# ABOUT THIS EXERCISE
Could you copy every line of the data that contains "ReadlineError"?

───── DATA RECORDS ─────

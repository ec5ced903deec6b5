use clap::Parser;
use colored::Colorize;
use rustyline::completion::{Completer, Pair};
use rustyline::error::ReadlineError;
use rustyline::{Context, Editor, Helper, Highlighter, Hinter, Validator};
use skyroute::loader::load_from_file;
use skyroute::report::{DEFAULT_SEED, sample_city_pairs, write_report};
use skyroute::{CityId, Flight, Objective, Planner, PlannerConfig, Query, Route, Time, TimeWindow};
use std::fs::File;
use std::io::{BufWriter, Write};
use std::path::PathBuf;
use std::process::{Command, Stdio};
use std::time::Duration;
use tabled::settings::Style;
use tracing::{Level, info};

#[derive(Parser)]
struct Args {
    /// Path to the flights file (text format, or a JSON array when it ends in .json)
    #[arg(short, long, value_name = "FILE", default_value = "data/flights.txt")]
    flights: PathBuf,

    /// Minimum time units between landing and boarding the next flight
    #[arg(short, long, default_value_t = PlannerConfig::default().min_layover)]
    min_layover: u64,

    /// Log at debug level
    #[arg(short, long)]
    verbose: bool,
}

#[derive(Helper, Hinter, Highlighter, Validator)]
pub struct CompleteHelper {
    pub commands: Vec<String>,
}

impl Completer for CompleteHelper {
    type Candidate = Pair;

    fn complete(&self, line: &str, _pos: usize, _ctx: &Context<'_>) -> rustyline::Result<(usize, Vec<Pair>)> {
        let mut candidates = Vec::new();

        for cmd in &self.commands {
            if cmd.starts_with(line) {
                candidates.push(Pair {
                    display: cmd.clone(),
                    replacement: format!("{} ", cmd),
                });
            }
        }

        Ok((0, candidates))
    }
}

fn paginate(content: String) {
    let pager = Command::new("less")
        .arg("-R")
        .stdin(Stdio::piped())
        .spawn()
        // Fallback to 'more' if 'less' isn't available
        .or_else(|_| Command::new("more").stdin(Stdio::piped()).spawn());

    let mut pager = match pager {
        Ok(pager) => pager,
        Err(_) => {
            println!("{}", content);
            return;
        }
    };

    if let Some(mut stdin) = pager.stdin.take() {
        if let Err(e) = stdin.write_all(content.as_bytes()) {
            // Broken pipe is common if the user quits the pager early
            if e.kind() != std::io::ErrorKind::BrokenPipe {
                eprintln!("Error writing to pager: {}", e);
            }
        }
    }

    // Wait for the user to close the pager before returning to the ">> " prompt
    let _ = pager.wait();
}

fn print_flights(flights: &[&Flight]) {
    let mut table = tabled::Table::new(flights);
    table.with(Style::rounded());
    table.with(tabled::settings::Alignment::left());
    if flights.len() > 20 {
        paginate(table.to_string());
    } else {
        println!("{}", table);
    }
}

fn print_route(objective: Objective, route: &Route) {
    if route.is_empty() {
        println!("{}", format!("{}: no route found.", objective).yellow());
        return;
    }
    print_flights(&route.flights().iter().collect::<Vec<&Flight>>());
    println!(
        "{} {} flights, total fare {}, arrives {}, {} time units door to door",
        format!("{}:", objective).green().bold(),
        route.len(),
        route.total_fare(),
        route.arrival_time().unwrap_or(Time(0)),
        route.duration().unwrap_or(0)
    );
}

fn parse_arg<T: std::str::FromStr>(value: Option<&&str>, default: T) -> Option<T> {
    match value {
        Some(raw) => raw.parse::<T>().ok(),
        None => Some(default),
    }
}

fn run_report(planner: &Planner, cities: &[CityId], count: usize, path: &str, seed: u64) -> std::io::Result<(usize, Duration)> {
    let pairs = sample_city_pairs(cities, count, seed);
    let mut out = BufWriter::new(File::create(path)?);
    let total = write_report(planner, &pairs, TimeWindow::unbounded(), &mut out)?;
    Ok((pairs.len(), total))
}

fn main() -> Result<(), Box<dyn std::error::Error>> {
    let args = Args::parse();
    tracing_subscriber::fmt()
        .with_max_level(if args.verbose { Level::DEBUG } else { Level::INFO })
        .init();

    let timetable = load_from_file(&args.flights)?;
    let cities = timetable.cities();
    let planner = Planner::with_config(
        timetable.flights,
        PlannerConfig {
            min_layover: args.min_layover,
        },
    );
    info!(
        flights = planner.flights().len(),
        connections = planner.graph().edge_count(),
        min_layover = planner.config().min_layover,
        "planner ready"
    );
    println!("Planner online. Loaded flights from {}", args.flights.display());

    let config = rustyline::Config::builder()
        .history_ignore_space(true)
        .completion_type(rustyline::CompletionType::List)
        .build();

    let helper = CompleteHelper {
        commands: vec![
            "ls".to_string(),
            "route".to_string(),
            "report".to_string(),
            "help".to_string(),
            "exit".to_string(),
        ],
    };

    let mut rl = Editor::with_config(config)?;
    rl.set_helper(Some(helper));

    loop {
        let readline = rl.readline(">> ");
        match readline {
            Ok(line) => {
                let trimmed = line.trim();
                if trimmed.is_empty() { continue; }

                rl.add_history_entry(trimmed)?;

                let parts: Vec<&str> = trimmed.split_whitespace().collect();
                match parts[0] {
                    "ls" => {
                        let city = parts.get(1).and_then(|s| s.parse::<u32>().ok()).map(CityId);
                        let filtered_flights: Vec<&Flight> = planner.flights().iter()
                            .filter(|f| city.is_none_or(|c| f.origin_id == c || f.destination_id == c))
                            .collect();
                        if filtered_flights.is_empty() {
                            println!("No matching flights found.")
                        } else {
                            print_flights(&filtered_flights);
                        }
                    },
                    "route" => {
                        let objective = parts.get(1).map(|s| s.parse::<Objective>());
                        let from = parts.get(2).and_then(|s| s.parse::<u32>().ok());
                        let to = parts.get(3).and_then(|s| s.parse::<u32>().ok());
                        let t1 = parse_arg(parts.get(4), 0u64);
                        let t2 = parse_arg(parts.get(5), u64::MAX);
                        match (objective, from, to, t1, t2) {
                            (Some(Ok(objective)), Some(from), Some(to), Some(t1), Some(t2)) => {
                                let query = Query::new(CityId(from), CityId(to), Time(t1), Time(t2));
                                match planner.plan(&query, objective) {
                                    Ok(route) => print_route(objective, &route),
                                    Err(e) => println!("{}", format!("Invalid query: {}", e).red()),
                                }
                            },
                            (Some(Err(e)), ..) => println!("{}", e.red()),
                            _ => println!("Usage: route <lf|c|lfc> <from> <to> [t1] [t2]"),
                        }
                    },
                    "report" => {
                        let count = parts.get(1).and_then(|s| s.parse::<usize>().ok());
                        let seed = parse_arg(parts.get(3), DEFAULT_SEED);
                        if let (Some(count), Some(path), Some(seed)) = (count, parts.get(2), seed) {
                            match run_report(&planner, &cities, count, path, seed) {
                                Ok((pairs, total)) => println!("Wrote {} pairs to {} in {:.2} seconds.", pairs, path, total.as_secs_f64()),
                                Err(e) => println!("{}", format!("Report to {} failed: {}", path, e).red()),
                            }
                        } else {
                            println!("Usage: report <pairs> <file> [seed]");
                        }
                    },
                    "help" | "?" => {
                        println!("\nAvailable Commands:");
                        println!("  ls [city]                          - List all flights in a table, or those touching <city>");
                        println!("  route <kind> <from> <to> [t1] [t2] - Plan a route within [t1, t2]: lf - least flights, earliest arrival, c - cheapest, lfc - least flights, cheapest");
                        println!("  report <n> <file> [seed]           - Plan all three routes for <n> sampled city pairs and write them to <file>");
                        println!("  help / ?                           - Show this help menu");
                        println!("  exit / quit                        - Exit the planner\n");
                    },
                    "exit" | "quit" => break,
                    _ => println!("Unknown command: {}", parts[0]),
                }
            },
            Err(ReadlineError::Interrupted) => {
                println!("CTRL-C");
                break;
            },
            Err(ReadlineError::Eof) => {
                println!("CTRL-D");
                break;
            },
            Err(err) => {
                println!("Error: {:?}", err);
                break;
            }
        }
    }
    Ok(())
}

─────

# YOUR SOLUTION
use rustyline::error::ReadlineError;
            Err(ReadlineError::Interrupted) => {
            Err(ReadlineError::Eof) => {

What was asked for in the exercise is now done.